> **YOUR GOAL**
The records below are to be written out again, exactly as they appear.

> **DATA EXTRACTS**
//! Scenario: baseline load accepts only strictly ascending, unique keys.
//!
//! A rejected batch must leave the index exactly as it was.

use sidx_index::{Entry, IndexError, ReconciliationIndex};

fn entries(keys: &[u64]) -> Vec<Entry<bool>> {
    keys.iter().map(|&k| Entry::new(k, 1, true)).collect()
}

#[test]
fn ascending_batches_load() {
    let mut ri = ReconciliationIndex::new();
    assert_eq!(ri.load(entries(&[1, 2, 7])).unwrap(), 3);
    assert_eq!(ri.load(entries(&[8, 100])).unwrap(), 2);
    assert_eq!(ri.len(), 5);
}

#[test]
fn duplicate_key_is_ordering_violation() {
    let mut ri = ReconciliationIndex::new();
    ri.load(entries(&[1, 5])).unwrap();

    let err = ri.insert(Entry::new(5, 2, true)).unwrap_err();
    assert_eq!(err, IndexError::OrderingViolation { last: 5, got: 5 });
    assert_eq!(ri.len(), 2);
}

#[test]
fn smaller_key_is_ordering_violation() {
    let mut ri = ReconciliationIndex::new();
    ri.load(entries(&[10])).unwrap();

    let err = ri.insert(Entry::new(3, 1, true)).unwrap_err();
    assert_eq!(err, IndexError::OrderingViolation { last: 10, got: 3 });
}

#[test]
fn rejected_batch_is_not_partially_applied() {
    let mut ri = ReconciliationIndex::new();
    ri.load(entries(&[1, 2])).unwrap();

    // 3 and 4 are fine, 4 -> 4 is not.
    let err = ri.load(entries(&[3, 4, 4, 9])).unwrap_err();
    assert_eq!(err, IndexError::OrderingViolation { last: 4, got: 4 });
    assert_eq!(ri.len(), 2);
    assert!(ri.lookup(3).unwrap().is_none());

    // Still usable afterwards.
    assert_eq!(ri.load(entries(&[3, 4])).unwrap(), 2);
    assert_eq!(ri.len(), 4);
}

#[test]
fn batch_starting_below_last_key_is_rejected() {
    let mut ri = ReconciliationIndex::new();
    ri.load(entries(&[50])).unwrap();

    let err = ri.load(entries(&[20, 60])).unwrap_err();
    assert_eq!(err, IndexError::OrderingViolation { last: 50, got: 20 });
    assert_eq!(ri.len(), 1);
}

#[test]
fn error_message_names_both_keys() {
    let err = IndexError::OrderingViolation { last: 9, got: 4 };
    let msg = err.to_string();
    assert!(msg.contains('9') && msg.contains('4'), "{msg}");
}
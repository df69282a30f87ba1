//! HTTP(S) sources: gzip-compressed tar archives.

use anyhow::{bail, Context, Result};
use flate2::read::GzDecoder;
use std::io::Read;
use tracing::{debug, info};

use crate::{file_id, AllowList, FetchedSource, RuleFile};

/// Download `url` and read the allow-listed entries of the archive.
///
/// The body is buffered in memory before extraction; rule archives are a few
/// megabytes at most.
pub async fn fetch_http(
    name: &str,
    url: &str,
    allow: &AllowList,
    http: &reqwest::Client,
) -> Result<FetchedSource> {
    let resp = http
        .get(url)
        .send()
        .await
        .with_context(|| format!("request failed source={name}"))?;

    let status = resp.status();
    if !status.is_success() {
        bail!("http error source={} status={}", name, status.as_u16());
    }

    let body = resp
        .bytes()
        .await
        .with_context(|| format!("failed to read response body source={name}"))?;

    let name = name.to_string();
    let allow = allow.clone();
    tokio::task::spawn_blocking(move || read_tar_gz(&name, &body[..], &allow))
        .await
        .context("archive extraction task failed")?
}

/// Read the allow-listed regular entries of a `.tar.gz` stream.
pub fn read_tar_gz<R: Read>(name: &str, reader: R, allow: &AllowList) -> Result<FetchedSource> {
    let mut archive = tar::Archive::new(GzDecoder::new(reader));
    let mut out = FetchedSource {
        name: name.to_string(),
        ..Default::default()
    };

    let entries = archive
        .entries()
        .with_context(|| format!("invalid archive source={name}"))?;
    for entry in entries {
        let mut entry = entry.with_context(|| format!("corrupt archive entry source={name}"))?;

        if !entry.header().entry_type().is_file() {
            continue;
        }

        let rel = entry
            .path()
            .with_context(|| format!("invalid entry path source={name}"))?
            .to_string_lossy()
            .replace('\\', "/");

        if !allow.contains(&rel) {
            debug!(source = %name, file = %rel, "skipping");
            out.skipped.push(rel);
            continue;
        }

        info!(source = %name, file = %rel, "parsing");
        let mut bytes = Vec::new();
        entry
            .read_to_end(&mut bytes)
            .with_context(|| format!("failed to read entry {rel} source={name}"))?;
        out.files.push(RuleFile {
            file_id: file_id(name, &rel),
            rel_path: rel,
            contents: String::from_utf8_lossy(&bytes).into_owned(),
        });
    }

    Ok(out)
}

> **EXPECTED OUTPUT**
//! Scenario: baseline load accepts only strictly ascending, unique keys.
//!
//! A rejected batch must leave the index exactly as it was.

use sidx_index::{Entry, IndexError, ReconciliationIndex};

fn entries(keys: &[u64]) -> Vec<Entry<bool>> {
    keys.iter().map(|&k| Entry::new(k, 1, true)).collect()
}

#[test]
fn ascending_batches_load() {
    let mut ri = ReconciliationIndex::new();
    assert_eq!(ri.load(entries(&[1, 2, 7])).unwrap(), 3);
    assert_eq!(ri.load(entries(&[8, 100])).unwrap(), 2);
    assert_eq!(ri.len(), 5);
}

#[test]
fn duplicate_key_is_ordering_violation() {
    let mut ri = ReconciliationIndex::new();
    ri.load(entries(&[1, 5])).unwrap();

    let err = ri.insert(Entry::new(5, 2, true)).unwrap_err();
    assert_eq!(err, IndexError::OrderingViolation { last: 5, got: 5 });
    assert_eq!(ri.len(), 2);
}

#[test]
fn smaller_key_is_ordering_violation() {
    let mut ri = ReconciliationIndex::new();
    ri.load(entries(&[10])).unwrap();

    let err = ri.insert(Entry::new(3, 1, true)).unwrap_err();
    assert_eq!(err, IndexError::OrderingViolation { last: 10, got: 3 });
}

#[test]
fn rejected_batch_is_not_partially_applied() {
    let mut ri = ReconciliationIndex::new();
    ri.load(entries(&[1, 2])).unwrap();

    // 3 and 4 are fine, 4 -> 4 is not.
    let err = ri.load(entries(&[3, 4, 4, 9])).unwrap_err();
    assert_eq!(err, IndexError::OrderingViolation { last: 4, got: 4 });
    assert_eq!(ri.len(), 2);
    assert!(ri.lookup(3).unwrap().is_none());

    // Still usable afterwards.
    assert_eq!(ri.load(entries(&[3, 4])).unwrap(), 2);
    assert_eq!(ri.len(), 4);
}

#[test]
fn batch_starting_below_last_key_is_rejected() {
    let mut ri = ReconciliationIndex::new();
    ri.load(entries(&[50])).unwrap();

    let err = ri.load(entries(&[20, 60])).unwrap_err();
    assert_eq!(err, IndexError::OrderingViolation { last: 50, got: 20 });
    assert_eq!(ri.len(), 1);
}

#[test]
fn error_message_names_both_keys() {
    let err = IndexError::OrderingViolation { last: 9, got: 4 };
    let msg = err.to_string();
    assert!(msg.contains('9') && msg.contains('4'), "{msg}");
}
repository df69282a30f87ba1
//! HTTP(S) sources: gzip-compressed tar archives.

use anyhow::{bail, Context, Result};
use flate2::read::GzDecoder;
use std::io::Read;
use tracing::{debug, info};

use crate::{file_id, AllowList, FetchedSource, RuleFile};

/// Download `url` and read the allow-listed entries of the archive.
///
/// The body is buffered in memory before extraction; rule archives are a few
/// megabytes at most.
pub async fn fetch_http(
    name: &str,
    url: &str,
    allow: &AllowList,
    http: &reqwest::Client,
) -> Result<FetchedSource> {
    let resp = http
        .get(url)
        .send()
        .await
        .with_context(|| format!("request failed source={name}"))?;

    let status = resp.status();
    if !status.is_success() {
        bail!("http error source={} status={}", name, status.as_u16());
    }

    let body = resp
        .bytes()
        .await
        .with_context(|| format!("failed to read response body source={name}"))?;

    let name = name.to_string();
    let allow = allow.clone();
    tokio::task::spawn_blocking(move || read_tar_gz(&name, &body[..], &allow))
        .await
        .context("archive extraction task failed")?
}

/// Read the allow-listed regular entries of a `.tar.gz` stream.
pub fn read_tar_gz<R: Read>(name: &str, reader: R, allow: &AllowList) -> Result<FetchedSource> {
    let mut archive = tar::Archive::new(GzDecoder::new(reader));
    let mut out = FetchedSource {
        name: name.to_string(),
        ..Default::default()
    };

    let entries = archive
        .entries()
        .with_context(|| format!("invalid archive source={name}"))?;
    for entry in entries {
        let mut entry = entry.with_context(|| format!("corrupt archive entry source={name}"))?;

        if !entry.header().entry_type().is_file() {
            continue;
        }

        let rel = entry
            .path()
            .with_context(|| format!("invalid entry path source={name}"))?
            .to_string_lossy()
            .replace('\\', "/");

        if !allow.contains(&rel) {
            debug!(source = %name, file = %rel, "skipping");
            out.skipped.push(rel);
            continue;
        }

        info!(source = %name, file = %rel, "parsing");
        let mut bytes = Vec::new();
        entry
            .read_to_end(&mut bytes)
            .with_context(|| format!("failed to read entry {rel} source={name}"))?;
        out.files.push(RuleFile {
            file_id: file_id(name, &rel),
            rel_path: rel,
            contents: String::from_utf8_lossy(&bytes).into_owned(),
        });
    }

    Ok(out)
}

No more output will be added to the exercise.